*** Begin section ***
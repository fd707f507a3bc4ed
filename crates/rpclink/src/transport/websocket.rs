//! WebSocket connector built on tokio-tungstenite.
//!
//! Payloads travel as text messages (binary when not valid UTF-8). Ping, pong
//! and close map to the WebSocket control frames of the same name; pings from
//! the server are answered by tungstenite itself.

use async_trait::async_trait;
use futures::stream::{SplitSink, SplitStream};
use futures::{SinkExt, StreamExt};
use tokio::net::TcpStream;
use tokio_tungstenite::tungstenite::Message;
use tokio_tungstenite::tungstenite::protocol::CloseFrame;
use tokio_tungstenite::tungstenite::protocol::frame::coding::CloseCode;
use tokio_tungstenite::{MaybeTlsStream, WebSocketStream};
use tokio_util::bytes::Bytes;

use super::{
    CLOSE_ABNORMAL, CLOSE_NO_STATUS, Connection, Connector, Frame, FrameReader, FrameWriter,
    TransportError,
};

pub const DEFAULT_ENDPOINT: &str = "/websocket";

type WsStream = WebSocketStream<MaybeTlsStream<TcpStream>>;

/// Dials `ws://` / `wss://` endpoints.
#[derive(Debug, Clone)]
pub struct WebSocketConnector {
    endpoint: String,
}

impl Default for WebSocketConnector {
    fn default() -> Self {
        Self::new(DEFAULT_ENDPOINT)
    }
}

impl WebSocketConnector {
    pub fn new(endpoint: impl Into<String>) -> Self {
        Self {
            endpoint: endpoint.into(),
        }
    }

    pub fn endpoint(&self) -> &str {
        &self.endpoint
    }
}

#[async_trait]
impl Connector for WebSocketConnector {
    async fn dial(&self, address: &str) -> Result<Connection, TransportError> {
        let url = websocket_url(address, &self.endpoint)?;
        tracing::debug!(%url, "Dialing websocket");

        let (stream, _response) = tokio_tungstenite::connect_async(url).await?;
        let (sink, stream) = stream.split();

        Ok(Connection::new(
            WebSocketReader { stream },
            WebSocketWriter { sink },
        ))
    }
}

/// Build the WebSocket URL for a remote address and endpoint path.
///
/// `tcp://`, `http://`, `ws://` and bare `host:port` addresses use `ws`;
/// `https://` and `wss://` use `wss`.
pub fn websocket_url(address: &str, endpoint: &str) -> Result<String, TransportError> {
    let invalid = |reason: &str| TransportError::InvalidAddress {
        address: address.to_string(),
        reason: reason.to_string(),
    };

    let (scheme, host) = match address.split_once("://") {
        Some(("wss" | "https", rest)) => ("wss", rest),
        Some(("ws" | "http" | "tcp", rest)) => ("ws", rest),
        Some((other, _)) => return Err(invalid(&format!("unsupported scheme {other:?}"))),
        None => ("ws", address),
    };

    let host = host.trim_end_matches('/');
    if host.is_empty() {
        return Err(invalid("missing host"));
    }

    let endpoint = endpoint.trim_start_matches('/');
    Ok(format!("{scheme}://{host}/{endpoint}"))
}

pub struct WebSocketReader {
    stream: SplitStream<WsStream>,
}

#[async_trait]
impl FrameReader for WebSocketReader {
    async fn read_frame(&mut self) -> Result<Frame, TransportError> {
        loop {
            let frame = match self.stream.next().await {
                Some(Ok(Message::Text(text))) => Ok(Frame::Payload(Bytes::from(text))),
                Some(Ok(Message::Binary(data))) => Ok(Frame::Payload(Bytes::from(data))),
                Some(Ok(Message::Ping(_))) => Ok(Frame::Ping),
                Some(Ok(Message::Pong(_))) => Ok(Frame::Pong),
                Some(Ok(Message::Close(frame))) => Err(match frame {
                    Some(frame) => TransportError::Closed {
                        code: u16::from(frame.code),
                        reason: frame.reason.into_owned(),
                    },
                    None => TransportError::Closed {
                        code: CLOSE_NO_STATUS,
                        reason: String::new(),
                    },
                }),
                // Raw frames only surface when reading below the message layer.
                Some(Ok(Message::Frame(_))) => continue,
                Some(Err(e)) => Err(e.into()),
                None => Err(TransportError::Closed {
                    code: CLOSE_ABNORMAL,
                    reason: "stream ended".to_string(),
                }),
            };
            return frame;
        }
    }
}

pub struct WebSocketWriter {
    sink: SplitSink<WsStream, Message>,
}

#[async_trait]
impl FrameWriter for WebSocketWriter {
    async fn write_frame(&mut self, frame: Frame) -> Result<(), TransportError> {
        let message = match frame {
            Frame::Payload(data) => match String::from_utf8(data.to_vec()) {
                Ok(text) => Message::Text(text),
                Err(e) => Message::Binary(e.into_bytes()),
            },
            Frame::Ping => Message::Ping(Vec::new()),
            Frame::Pong => Message::Pong(Vec::new()),
            Frame::Close { code, reason } => Message::Close(Some(CloseFrame {
                code: CloseCode::from(code),
                reason: reason.into(),
            })),
        };
        self.sink.send(message).await?;
        Ok(())
    }

    async fn close(&mut self) {
        if let Err(e) = self.sink.close().await {
            tracing::trace!(error = %e, "Closing websocket sink");
        }
    }
}

#[cfg(test)]
mod tests {
    use super::*;
    use crate::transport::CLOSE_NORMAL;
    use tokio::net::TcpListener;

    #[test]
    fn url_schemes() {
        assert_eq!(
            websocket_url("tcp://127.0.0.1:26657", "/websocket").unwrap(),
            "ws://127.0.0.1:26657/websocket"
        );
        assert_eq!(
            websocket_url("http://localhost:26657/", "websocket").unwrap(),
            "ws://localhost:26657/websocket"
        );
        assert_eq!(
            websocket_url("localhost:26657", "/websocket").unwrap(),
            "ws://localhost:26657/websocket"
        );
        assert_eq!(
            websocket_url("https://rpc.example.com", "/websocket").unwrap(),
            "wss://rpc.example.com/websocket"
        );
        assert_eq!(
            websocket_url("wss://rpc.example.com:443", "/ws").unwrap(),
            "wss://rpc.example.com:443/ws"
        );
    }

    #[test]
    fn url_rejects_bad_addresses() {
        assert!(matches!(
            websocket_url("unix:///tmp/rpc.sock", "/websocket"),
            Err(TransportError::InvalidAddress { .. })
        ));
        assert!(matches!(
            websocket_url("tcp://", "/websocket"),
            Err(TransportError::InvalidAddress { .. })
        ));
    }

    #[tokio::test]
    async fn loopback_echo_then_normal_close() {
        let listener = TcpListener::bind("127.0.0.1:0").await.unwrap();
        let addr = listener.local_addr().unwrap();

        tokio::spawn(async move {
            let (tcp, _) = listener.accept().await.unwrap();
            let mut ws = tokio_tungstenite::accept_async(tcp).await.unwrap();
            while let Some(Ok(msg)) = ws.next().await {
                if msg.is_text() {
                    ws.send(msg).await.unwrap();
                    ws.close(Some(CloseFrame {
                        code: CloseCode::Normal,
                        reason: "bye".into(),
                    }))
                    .await
                    .unwrap();
                }
            }
        });

        let connector = WebSocketConnector::default();
        let connection = connector.dial(&addr.to_string()).await.unwrap();
        let (mut reader, mut writer) = connection.into_split();

        let payload = Bytes::from_static(br#"{"jsonrpc":"2.0","id":0,"method":"health"}"#);
        writer
            .write_frame(Frame::Payload(payload.clone()))
            .await
            .unwrap();

        assert_eq!(reader.read_frame().await.unwrap(), Frame::Payload(payload));

        let err = reader.read_frame().await.unwrap_err();
        assert!(
            matches!(err, TransportError::Closed { code: CLOSE_NORMAL, .. }),
            "{err}"
        );
        assert!(err.is_graceful_close());
    }

    #[tokio::test]
    async fn dial_refused() {
        // Bind then drop to get a port nobody listens on.
        let listener = TcpListener::bind("127.0.0.1:0").await.unwrap();
        let addr = listener.local_addr().unwrap();
        drop(listener);

        let result = WebSocketConnector::default().dial(&addr.to_string()).await;
        assert!(result.is_err());
    }
}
*** End section ***
— Action item —
Using the entries above, quote each line verbatim from the first through the line that contains "let (stream, _response)".

— Exercise result —
repository fd707f507a3bc4ed
filename crates/rpclink/src/transport/websocket.rs
//! WebSocket connector built on tokio-tungstenite.
//!
//! Payloads travel as text messages (binary when not valid UTF-8). Ping, pong
//! and close map to the WebSocket control frames of the same name; pings from
//! the server are answered by tungstenite itself.

use async_trait::async_trait;
use futures::stream::{SplitSink, SplitStream};
use futures::{SinkExt, StreamExt};
use tokio::net::TcpStream;
use tokio_tungstenite::tungstenite::Message;
use tokio_tungstenite::tungstenite::protocol::CloseFrame;
use tokio_tungstenite::tungstenite::protocol::frame::coding::CloseCode;
use tokio_tungstenite::{MaybeTlsStream, WebSocketStream};
use tokio_util::bytes::Bytes;

use super::{
    CLOSE_ABNORMAL, CLOSE_NO_STATUS, Connection, Connector, Frame, FrameReader, FrameWriter,
    TransportError,
};

pub const DEFAULT_ENDPOINT: &str = "/websocket";

type WsStream = WebSocketStream<MaybeTlsStream<TcpStream>>;

/// Dials `ws://` / `wss://` endpoints.
#[derive(Debug, Clone)]
pub struct WebSocketConnector {
    endpoint: String,
}

impl Default for WebSocketConnector {
    fn default() -> Self {
        Self::new(DEFAULT_ENDPOINT)
    }
}

impl WebSocketConnector {
    pub fn new(endpoint: impl Into<String>) -> Self {
        Self {
            endpoint: endpoint.into(),
        }
    }

    pub fn endpoint(&self) -> &str {
        &self.endpoint
    }
}

#[async_trait]
impl Connector for WebSocketConnector {
    async fn dial(&self, address: &str) -> Result<Connection, TransportError> {
        let url = websocket_url(address, &self.endpoint)?;
        tracing::debug!(%url, "Dialing websocket");

        let (stream, _response) = tokio_tungstenite::connect_async(url).await?;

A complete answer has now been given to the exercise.